Data entries:
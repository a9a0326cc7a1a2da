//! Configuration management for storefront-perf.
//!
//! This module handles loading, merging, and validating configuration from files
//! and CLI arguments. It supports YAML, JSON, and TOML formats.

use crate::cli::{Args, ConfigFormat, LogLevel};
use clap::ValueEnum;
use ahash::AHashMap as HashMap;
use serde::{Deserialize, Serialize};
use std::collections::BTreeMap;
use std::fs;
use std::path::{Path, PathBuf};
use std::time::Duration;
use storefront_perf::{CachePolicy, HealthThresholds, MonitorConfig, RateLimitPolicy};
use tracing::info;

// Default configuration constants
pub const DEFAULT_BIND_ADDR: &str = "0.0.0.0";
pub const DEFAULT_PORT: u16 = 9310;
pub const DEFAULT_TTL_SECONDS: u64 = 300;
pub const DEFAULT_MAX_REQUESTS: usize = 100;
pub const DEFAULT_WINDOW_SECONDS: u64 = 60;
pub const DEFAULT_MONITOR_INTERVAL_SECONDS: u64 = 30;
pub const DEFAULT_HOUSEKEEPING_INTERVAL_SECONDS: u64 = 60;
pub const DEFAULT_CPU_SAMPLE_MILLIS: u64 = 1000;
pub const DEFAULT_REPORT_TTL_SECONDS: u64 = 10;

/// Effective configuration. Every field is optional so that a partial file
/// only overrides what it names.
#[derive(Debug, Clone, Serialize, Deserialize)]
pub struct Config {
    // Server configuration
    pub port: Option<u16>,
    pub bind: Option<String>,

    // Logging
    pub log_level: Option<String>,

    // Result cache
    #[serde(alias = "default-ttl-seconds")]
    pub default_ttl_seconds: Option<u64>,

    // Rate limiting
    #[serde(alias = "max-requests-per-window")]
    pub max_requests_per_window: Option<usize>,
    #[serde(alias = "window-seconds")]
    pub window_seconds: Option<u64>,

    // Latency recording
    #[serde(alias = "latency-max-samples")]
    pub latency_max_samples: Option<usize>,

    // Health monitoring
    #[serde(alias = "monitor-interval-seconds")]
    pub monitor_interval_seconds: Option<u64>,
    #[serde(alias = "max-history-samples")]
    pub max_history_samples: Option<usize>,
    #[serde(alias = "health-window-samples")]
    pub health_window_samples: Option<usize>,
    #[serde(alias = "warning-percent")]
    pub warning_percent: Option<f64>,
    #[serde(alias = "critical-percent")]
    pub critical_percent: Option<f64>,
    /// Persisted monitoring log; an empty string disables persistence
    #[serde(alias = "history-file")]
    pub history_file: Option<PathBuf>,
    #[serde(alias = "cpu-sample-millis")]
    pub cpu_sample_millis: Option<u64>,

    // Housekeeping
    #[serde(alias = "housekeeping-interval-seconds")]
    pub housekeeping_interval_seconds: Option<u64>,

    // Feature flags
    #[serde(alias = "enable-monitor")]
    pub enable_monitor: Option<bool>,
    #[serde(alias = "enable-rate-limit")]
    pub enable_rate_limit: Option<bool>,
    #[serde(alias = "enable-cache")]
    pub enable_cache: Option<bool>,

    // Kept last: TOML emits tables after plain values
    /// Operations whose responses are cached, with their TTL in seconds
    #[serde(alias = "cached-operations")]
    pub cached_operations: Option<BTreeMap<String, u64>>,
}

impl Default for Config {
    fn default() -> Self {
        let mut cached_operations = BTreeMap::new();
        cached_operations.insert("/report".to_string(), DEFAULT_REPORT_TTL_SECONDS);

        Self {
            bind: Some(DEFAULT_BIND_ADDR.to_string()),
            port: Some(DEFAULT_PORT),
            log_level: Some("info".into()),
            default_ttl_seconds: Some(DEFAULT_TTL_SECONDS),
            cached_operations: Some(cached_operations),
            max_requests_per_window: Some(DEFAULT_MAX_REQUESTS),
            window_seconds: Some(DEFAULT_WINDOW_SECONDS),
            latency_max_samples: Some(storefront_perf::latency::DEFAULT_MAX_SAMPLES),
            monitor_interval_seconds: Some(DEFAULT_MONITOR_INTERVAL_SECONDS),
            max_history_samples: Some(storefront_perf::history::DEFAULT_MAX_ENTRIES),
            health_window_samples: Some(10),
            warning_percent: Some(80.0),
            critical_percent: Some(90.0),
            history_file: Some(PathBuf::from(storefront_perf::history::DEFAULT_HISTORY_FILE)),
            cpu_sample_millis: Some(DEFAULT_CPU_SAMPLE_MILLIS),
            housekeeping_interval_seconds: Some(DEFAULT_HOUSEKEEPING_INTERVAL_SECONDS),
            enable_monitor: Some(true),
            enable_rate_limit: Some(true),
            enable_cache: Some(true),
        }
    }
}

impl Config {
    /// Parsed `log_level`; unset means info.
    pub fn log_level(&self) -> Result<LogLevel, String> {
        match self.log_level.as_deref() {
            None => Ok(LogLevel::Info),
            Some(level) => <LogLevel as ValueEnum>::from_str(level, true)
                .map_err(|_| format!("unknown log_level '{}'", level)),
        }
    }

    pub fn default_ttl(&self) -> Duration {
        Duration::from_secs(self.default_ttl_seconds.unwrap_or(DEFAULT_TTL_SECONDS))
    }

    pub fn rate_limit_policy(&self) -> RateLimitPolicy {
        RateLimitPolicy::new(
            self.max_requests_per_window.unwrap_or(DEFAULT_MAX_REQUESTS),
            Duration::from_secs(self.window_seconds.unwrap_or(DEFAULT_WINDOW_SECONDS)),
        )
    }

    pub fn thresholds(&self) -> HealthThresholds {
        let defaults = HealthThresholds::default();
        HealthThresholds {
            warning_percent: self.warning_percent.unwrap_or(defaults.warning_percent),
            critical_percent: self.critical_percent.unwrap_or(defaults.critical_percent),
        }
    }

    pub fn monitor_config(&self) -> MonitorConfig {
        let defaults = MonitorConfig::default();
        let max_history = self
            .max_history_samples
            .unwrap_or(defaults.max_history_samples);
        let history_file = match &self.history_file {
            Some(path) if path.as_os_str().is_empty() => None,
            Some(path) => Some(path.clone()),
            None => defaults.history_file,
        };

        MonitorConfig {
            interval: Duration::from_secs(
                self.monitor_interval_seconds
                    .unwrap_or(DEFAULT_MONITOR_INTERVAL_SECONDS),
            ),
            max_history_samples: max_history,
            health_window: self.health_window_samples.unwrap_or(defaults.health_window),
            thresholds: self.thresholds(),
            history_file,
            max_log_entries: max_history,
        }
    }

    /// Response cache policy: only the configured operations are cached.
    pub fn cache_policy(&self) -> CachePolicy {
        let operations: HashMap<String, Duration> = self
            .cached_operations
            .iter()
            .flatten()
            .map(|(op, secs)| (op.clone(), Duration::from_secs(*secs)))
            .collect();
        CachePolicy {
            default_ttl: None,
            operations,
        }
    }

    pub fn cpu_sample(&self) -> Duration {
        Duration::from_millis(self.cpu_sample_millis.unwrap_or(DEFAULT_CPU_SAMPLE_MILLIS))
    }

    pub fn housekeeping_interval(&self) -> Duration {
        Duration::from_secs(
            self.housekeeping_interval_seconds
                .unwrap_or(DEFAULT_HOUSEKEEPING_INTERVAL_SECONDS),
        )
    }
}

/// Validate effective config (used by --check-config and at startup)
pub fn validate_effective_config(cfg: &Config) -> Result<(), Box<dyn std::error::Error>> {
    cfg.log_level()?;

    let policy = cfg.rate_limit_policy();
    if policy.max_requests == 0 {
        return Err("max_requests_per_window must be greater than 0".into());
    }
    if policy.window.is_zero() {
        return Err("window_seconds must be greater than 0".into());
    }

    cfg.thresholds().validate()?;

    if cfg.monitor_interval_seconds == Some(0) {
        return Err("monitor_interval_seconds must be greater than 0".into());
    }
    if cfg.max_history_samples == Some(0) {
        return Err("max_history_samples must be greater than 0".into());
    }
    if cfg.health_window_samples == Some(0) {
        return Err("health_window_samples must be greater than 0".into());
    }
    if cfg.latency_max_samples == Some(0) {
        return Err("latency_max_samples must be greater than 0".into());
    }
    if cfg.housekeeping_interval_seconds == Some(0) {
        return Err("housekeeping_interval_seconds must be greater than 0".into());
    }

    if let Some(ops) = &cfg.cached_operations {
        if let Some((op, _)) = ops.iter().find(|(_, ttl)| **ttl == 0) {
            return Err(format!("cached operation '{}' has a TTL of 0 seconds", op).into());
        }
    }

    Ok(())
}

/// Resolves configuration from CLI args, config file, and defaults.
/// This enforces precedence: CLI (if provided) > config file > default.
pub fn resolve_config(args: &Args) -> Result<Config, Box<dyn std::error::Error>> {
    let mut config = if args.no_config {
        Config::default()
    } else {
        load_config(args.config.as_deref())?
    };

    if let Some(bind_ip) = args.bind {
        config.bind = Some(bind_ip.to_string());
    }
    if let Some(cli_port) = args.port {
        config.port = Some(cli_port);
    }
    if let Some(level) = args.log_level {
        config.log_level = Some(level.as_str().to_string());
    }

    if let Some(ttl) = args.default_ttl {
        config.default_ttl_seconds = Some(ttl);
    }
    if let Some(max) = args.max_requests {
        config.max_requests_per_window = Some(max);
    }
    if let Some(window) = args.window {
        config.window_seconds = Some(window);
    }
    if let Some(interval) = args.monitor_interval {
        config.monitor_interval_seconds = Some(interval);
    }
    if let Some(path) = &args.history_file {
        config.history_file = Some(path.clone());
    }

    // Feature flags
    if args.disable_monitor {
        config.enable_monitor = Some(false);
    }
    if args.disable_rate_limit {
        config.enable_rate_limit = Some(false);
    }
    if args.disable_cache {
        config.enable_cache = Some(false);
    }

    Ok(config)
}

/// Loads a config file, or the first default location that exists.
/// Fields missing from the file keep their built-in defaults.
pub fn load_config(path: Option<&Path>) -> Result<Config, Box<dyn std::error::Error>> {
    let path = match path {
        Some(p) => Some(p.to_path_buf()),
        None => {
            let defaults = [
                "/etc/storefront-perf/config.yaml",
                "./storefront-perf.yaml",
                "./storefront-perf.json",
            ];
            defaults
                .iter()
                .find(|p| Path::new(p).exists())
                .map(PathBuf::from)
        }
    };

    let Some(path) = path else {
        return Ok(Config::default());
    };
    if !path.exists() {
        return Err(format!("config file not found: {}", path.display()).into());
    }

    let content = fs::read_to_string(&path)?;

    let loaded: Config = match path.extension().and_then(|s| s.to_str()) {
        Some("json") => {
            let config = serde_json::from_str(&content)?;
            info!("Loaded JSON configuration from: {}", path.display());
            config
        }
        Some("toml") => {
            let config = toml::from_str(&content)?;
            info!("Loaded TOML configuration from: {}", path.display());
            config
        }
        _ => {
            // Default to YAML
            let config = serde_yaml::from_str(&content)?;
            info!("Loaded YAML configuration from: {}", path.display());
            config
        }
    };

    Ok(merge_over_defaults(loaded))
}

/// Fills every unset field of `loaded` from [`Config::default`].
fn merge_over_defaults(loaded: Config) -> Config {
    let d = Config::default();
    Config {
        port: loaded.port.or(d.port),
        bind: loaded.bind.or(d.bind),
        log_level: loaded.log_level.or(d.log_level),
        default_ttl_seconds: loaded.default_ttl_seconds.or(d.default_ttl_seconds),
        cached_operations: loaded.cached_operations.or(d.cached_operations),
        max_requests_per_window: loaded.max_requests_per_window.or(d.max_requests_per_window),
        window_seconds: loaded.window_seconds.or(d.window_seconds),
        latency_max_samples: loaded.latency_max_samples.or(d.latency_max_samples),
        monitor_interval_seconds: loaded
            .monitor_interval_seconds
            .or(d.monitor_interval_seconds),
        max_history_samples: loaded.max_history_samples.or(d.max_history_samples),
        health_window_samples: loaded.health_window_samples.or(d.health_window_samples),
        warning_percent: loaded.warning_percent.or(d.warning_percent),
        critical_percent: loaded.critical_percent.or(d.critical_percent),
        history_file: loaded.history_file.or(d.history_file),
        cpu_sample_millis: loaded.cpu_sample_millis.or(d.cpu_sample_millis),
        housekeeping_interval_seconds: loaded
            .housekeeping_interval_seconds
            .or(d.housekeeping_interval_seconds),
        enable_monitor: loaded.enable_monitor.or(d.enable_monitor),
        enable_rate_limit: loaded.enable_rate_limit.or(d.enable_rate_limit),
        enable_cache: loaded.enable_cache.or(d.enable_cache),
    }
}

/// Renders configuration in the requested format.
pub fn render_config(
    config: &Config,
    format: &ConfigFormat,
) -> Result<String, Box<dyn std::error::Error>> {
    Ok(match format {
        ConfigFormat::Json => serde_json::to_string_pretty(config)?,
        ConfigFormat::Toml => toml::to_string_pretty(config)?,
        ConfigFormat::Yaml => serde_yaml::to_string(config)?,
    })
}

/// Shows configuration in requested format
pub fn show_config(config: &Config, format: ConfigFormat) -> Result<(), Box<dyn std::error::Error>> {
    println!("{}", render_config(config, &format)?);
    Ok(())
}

**EXERCISE AIM:** Return each full line of the entries that contains the word "HealthThresholds".

**REPLY TO THE TASK:**
use storefront_perf::{CachePolicy, HealthThresholds, MonitorConfig, RateLimitPolicy};
    pub fn thresholds(&self) -> HealthThresholds {
        let defaults = HealthThresholds::default();
        HealthThresholds {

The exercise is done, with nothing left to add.